Effect of the cathode potential and sulfate ions on nitrate reduction in a microbial electrochemical denitrification system.

作者信息

Nguyen Van Khanh, Park Younghyun, Yang Heechun, Yu Jaecheul, Lee Taeho

机构信息

Department of Civil and Environmental Engineering, Pusan National University, Pusan, 609-735, Republic of Korea.

出版信息

J Ind Microbiol Biotechnol. 2016 Jun;43(6):783-93. doi: 10.1007/s10295-016-1762-6. Epub 2016 Mar 28.
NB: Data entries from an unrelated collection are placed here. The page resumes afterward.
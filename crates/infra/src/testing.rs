//! Shared fixture for service and handler tests: a small restaurant chart of
//! accounts, one cash drawer and one safe, on the in-memory store.

use std::sync::Arc;
use std::time::Duration;

use rust_decimal::Decimal;

use cashbook_accounting::{AccountType, LocationType, MoneyLocation, NewAccount, NewMoneyLocation};
use cashbook_events::InMemoryEventBus;

use crate::config::LedgerConfig;
use crate::notify::LedgerEnvelope;
use crate::services::LedgerServices;
use crate::store::InMemoryLedgerStore;

pub(crate) type TestLedger = LedgerServices<Arc<InMemoryLedgerStore>, Arc<InMemoryEventBus<LedgerEnvelope>>>;

pub(crate) struct Fixture {
    pub store: Arc<InMemoryLedgerStore>,
    pub bus: Arc<InMemoryEventBus<LedgerEnvelope>>,
    pub ledger: Arc<TestLedger>,
    pub drawer: MoneyLocation,
    pub safe: MoneyLocation,
}

impl Fixture {
    /// Signed balance of the account with `code`.
    pub async fn balance(&self, code: &str) -> Decimal {
        let account = self.ledger.accounts.get_account(code).await.unwrap();
        self.ledger.journal.get_account_balance(account.id, None).await.unwrap()
    }
}

pub(crate) const CHART: &[(&str, &str, AccountType, bool, Option<&str>)] = &[
    ("1", "Assets", AccountType::Asset, true, None),
    ("1.1", "Current assets", AccountType::Asset, true, Some("1")),
    ("1.1.01", "Drawer cash", AccountType::Asset, false, Some("1.1")),
    ("1.1.02", "Safe", AccountType::Asset, false, Some("1.1")),
    ("1.1.04", "Card clearing", AccountType::Asset, false, Some("1.1")),
    ("1.1.05", "Receivables", AccountType::Asset, false, Some("1.1")),
    ("1.1.06", "Inventory", AccountType::Asset, false, Some("1.1")),
    ("2", "Liabilities", AccountType::Liability, true, None),
    ("2.1", "Current liabilities", AccountType::Liability, true, Some("2")),
    ("2.1.01", "Payables", AccountType::Liability, false, Some("2.1")),
    ("2.1.02", "Sales tax", AccountType::Liability, false, Some("2.1")),
    ("4", "Income", AccountType::Income, true, None),
    ("4.1", "Sales", AccountType::Income, true, Some("4")),
    ("4.1.01", "Revenue", AccountType::Income, false, Some("4.1")),
    ("4.1.02", "Refunds", AccountType::Income, false, Some("4.1")),
];

pub(crate) async fn fixture_with(store: Arc<InMemoryLedgerStore>, config: LedgerConfig) -> Fixture {
    let bus = Arc::new(InMemoryEventBus::new());
    let ledger = Arc::new(LedgerServices::new(store.clone(), bus.clone(), &config));

    for (code, name, kind, group, parent) in CHART {
        let input = if *group {
            NewAccount::group(*code, *name, *kind)
        } else {
            NewAccount::leaf(*code, *name, *kind)
        };
        let input = match parent {
            Some(parent) => input.under(*parent),
            None => input,
        };
        ledger.accounts.create_account(input).await.unwrap();
    }

    let drawer = ledger
        .locations
        .create(NewMoneyLocation::new("DRW-01", "Front drawer", LocationType::CashDrawer, "1.1.01"))
        .await
        .unwrap();
    let safe = ledger
        .locations
        .create(NewMoneyLocation::new("SAFE-01", "Back office safe", LocationType::Safe, "1.1.02"))
        .await
        .unwrap();

    Fixture {
        store,
        bus,
        ledger,
        drawer,
        safe,
    }
}

pub(crate) async fn fixture() -> Fixture {
    let config = LedgerConfig {
        storage_timeout: Duration::from_secs(1),
        ..LedgerConfig::default()
    };
    fixture_with(Arc::new(InMemoryLedgerStore::new()), config).await
}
DOI:10.1007/s10295-016-1762-6
PMID:27021845
Abstract

Recently, bioelectrochemical systems have been demonstrated as advantageous for denitrification. Here, we investigated the nitrate reduction rate and bacterial community on cathodes at different cathode potentials [-300, -500, -700, and -900 mV vs. standard hydrogen electrode (SHE)] in a two-chamber microbial electrochemical denitrification system and effects of sulfate, a common nitrate co-contaminant, on denitrification efficiency. The results indicated that the highest nitrate reduction rates (3.5 mg L(-1) days(-1)) were obtained at a cathode potential of -700 mV, regardless of sulfate presence, while a lower rate was observed at a more negative cathode potential (-900 mV). Notably, although sulfate ions generally inhibited nitrate reduction, this effect was absent at a cathode potential of -700 mV. Polymerase chain reaction-denaturing gradient gel electrophoresis revealed that bacterial communities on the graphite-felt cathode were significantly affected by the cathode potential change and sulfate presence. Shinella-like and Alicycliphilus-like bacterial species were exclusively observed on cathodes in reactors without sulfate. Ochrobactrum-like and Sinorhizobium-like bacterial species, which persisted at different cathode potentials irrespective of sulfate presence, were shown to contribute to bioelectrochemical denitrification. This study suggested that a cathode potential of around -700 mV versus SHE would ensure optimal nitrate reduction rate and counteract inhibitory effects of sulfate. Additionally, sulfate presence considerably affects denitrification efficiency and microbial community of microbial electrochemical denitrification systems.

摘要

最近,生物电化学系统已被证明在反硝化方面具有优势。在此,我们研究了两室微生物电化学反硝化系统中不同阴极电位[-300、-500、-700和-900 mV对标准氢电极(SHE)]下阴极上的硝酸盐还原率和细菌群落,以及常见的硝酸盐共污染物硫酸盐对反硝化效率的影响。结果表明,无论是否存在硫酸盐,在阴极电位为-700 mV时均可获得最高的硝酸盐还原率(3.5 mg L⁻¹ d⁻¹),而在更负的阴极电位(-900 mV)下观察到的还原率较低。值得注意的是,虽然硫酸根离子通常会抑制硝酸盐还原,但在阴极电位为-700 mV时这种抑制作用不存在。聚合酶链反应-变性梯度凝胶电泳显示,石墨毡阴极上的细菌群落受到阴极电位变化和硫酸盐存在的显著影响。仅在无硫酸盐的反应器阴极上观察到类申氏菌属和类嗜环烷菌属细菌物种。无论是否存在硫酸盐,在不同阴极电位下均能持续存在的类慢生根瘤菌属和类中华根瘤菌属细菌物种被证明对生物电化学反硝化有贡献。本研究表明,相对于SHE约-700 mV的阴极电位可确保最佳的硝酸盐还原率,并抵消硫酸盐的抑制作用。此外,硫酸盐的存在会显著影响微生物电化学反硝化系统的反硝化效率和微生物群落。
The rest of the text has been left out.